### [Items from a dataset]
* * * * * * *

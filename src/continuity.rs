//! Lost-sample estimation from device timestamps.
//!
//! Each packet carries a 16-bit millisecond timestamp that wraps every
//! 65536 ms. Comparing the gap between consecutive packets of a channel with
//! the time its rows should span gives an estimate of dropped samples. The
//! estimate is only reported; nothing is retransmitted or gap-filled.

use std::collections::HashMap;

use log::warn;

#[derive(Debug, Clone, Copy, Default)]
struct ChannelState {
    last_timestamp: Option<u16>,
    emitted: u64,
}

/// Outcome of observing one packet.
#[derive(Debug, Clone, Copy, PartialEq, Eq)]
pub struct ContinuityReport {
    /// Index of the block's first sample since monitoring (re)started.
    pub first_sample: u64,
    /// Estimated samples lost before this block. Negative when the block
    /// arrived earlier than expected.
    pub lost_samples: i64,
}

/// Estimate lost samples between two packets.
///
/// `rows` is the row count of the current packet and `rate` the nominal
/// sample rate in Hz. Deviations of up to one sample period count as zero.
pub fn estimate_lost(previous: u16, current: u16, rows: usize, rate: u16) -> i64 {
    if rate == 0 {
        return 0;
    }
    let period_ms = 1000.0 / f64::from(rate);
    let expected_ms = rows as f64 * period_ms;
    let observed_ms = f64::from(current.wrapping_sub(previous));
    let drift = observed_ms - expected_ms;
    if drift.abs() > period_ms {
        (drift / period_ms).round() as i64
    } else {
        0
    }
}

/// Per-channel timestamp tracking.
#[derive(Debug, Default)]
pub struct ContinuityMonitor {
    channels: HashMap<String, ChannelState>,
}

impl ContinuityMonitor {
    pub fn new() -> Self {
        Self::default()
    }

    /// Record a packet of `rows` samples stamped `timestamp`.
    pub fn observe(&mut self, channel: &str, timestamp: u16, rows: usize, rate: u16) -> ContinuityReport {
        let state = self.channels.entry(channel.to_string()).or_default();

        let lost_samples = state
            .last_timestamp
            .map_or(0, |previous| estimate_lost(previous, timestamp, rows, rate));
        if lost_samples != 0 {
            warn!("{channel}: detected ~{lost_samples} lost samples");
        }

        let report = ContinuityReport {
            first_sample: state.emitted,
            lost_samples,
        };
        state.last_timestamp = Some(timestamp);
        state.emitted += rows as u64;
        report
    }

    /// Samples emitted for `channel` since the last reset.
    pub fn emitted(&self, channel: &str) -> u64 {
        self.channels.get(channel).map_or(0, |s| s.emitted)
    }

    /// Forget all history, e.g. when a new recording starts.
    pub fn reset(&mut self) {
        self.channels.clear();
    }

    pub fn reset_channel(&mut self, channel: &str) {
        self.channels.remove(channel);
    }
}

* * * * * * *

### [AIM OF THE TASK]
Wherever a line above contains "drift", copy that line.

### [ANSWER TO THIS PROBLEM]
    let drift = observed_ms - expected_ms;
    if drift.abs() > period_ms {
        (drift / period_ms).round() as i64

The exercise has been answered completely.